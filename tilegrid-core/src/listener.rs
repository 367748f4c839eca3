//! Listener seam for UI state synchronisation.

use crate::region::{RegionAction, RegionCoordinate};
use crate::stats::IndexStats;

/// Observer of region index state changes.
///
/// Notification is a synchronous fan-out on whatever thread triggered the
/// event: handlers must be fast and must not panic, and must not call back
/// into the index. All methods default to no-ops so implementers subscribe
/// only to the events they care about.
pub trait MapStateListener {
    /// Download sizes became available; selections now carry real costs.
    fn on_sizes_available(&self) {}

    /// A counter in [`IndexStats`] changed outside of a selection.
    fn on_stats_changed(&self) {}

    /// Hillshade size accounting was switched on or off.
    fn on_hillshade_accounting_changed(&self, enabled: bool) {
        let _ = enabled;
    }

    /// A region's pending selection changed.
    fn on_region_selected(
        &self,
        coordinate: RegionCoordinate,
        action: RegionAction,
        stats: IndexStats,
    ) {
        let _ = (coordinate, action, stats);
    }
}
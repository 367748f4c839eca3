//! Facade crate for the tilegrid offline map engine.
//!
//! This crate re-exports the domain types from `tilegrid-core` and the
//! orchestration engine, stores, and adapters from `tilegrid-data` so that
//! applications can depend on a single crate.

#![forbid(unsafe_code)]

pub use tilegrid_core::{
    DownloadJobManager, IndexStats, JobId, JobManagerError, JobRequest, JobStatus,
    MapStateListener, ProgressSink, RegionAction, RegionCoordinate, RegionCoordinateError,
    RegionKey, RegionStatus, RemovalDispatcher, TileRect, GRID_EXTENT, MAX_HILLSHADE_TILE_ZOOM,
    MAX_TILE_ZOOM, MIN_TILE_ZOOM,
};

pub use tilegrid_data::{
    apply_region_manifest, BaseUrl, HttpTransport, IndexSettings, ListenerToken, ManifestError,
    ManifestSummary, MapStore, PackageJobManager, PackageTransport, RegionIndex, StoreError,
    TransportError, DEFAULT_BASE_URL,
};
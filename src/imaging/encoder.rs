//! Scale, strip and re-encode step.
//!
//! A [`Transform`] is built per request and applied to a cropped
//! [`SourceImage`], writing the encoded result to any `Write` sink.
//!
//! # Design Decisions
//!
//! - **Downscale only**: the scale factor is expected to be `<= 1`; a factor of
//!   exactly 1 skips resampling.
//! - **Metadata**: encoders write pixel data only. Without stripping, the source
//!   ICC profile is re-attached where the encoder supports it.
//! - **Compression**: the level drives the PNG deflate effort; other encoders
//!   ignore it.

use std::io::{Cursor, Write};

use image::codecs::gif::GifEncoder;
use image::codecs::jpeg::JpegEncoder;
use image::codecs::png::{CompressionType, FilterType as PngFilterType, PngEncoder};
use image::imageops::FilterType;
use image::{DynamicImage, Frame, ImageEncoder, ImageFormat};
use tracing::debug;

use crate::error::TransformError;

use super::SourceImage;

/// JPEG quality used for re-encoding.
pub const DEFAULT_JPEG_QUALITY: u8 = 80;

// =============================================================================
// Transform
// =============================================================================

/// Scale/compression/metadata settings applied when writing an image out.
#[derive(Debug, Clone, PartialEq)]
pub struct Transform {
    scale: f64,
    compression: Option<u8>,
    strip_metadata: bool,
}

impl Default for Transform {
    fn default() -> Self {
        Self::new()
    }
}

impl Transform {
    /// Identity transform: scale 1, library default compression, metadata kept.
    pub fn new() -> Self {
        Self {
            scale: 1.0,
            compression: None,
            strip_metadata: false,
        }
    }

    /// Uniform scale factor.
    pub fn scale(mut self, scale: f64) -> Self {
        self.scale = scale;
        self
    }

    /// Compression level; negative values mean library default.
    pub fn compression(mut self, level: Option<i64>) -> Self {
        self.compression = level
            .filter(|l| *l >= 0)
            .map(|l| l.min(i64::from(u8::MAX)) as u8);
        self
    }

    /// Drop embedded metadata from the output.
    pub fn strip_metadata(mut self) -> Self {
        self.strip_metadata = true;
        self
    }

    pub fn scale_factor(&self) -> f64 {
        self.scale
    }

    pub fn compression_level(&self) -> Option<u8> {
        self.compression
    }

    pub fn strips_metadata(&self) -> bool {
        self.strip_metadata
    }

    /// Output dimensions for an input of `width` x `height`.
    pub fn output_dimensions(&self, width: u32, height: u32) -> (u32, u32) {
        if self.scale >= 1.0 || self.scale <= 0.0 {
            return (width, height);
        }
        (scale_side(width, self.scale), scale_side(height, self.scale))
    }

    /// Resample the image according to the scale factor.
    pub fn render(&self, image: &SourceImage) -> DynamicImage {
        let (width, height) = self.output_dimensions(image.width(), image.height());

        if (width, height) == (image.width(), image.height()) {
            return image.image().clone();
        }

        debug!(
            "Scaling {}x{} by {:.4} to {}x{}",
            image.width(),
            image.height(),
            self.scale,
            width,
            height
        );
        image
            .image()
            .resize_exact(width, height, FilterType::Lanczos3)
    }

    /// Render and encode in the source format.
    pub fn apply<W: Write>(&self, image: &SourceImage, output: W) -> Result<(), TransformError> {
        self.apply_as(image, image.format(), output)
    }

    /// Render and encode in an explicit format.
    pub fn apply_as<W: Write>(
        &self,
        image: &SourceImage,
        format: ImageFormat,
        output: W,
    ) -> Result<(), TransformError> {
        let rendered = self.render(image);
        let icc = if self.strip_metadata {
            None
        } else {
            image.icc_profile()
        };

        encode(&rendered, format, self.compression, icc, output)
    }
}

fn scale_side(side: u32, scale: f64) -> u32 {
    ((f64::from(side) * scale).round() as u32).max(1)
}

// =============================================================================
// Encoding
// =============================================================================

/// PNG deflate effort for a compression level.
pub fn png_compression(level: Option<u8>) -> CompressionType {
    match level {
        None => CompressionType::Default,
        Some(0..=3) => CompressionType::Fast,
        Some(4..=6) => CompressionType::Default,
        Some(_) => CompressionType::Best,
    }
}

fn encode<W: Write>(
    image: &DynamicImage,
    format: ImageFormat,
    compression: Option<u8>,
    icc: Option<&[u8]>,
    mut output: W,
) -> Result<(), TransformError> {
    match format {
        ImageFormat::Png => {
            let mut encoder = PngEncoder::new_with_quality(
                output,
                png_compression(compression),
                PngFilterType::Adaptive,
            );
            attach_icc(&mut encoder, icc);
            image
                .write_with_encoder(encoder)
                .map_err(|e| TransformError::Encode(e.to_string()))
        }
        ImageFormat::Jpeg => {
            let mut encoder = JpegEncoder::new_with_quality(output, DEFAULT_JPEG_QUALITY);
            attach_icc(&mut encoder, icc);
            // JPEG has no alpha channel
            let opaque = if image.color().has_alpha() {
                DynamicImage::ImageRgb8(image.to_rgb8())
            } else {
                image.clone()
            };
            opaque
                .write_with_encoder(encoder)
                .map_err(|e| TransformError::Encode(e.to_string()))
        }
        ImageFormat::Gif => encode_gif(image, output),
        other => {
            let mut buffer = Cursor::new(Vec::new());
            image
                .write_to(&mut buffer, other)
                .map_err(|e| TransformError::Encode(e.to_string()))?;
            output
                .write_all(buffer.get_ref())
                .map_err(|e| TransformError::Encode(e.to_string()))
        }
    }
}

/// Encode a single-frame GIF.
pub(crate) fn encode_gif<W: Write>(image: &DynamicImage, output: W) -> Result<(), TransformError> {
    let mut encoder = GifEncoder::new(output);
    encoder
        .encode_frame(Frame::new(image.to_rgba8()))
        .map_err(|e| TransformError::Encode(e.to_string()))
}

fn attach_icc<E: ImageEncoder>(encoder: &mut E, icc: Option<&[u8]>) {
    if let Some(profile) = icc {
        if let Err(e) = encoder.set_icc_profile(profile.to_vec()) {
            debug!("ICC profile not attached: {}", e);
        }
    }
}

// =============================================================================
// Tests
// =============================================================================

**********

Try it: Copy all lines from the listing that contain "None".

Your solution:
            compression: None,
            None
        None => CompressionType::Default,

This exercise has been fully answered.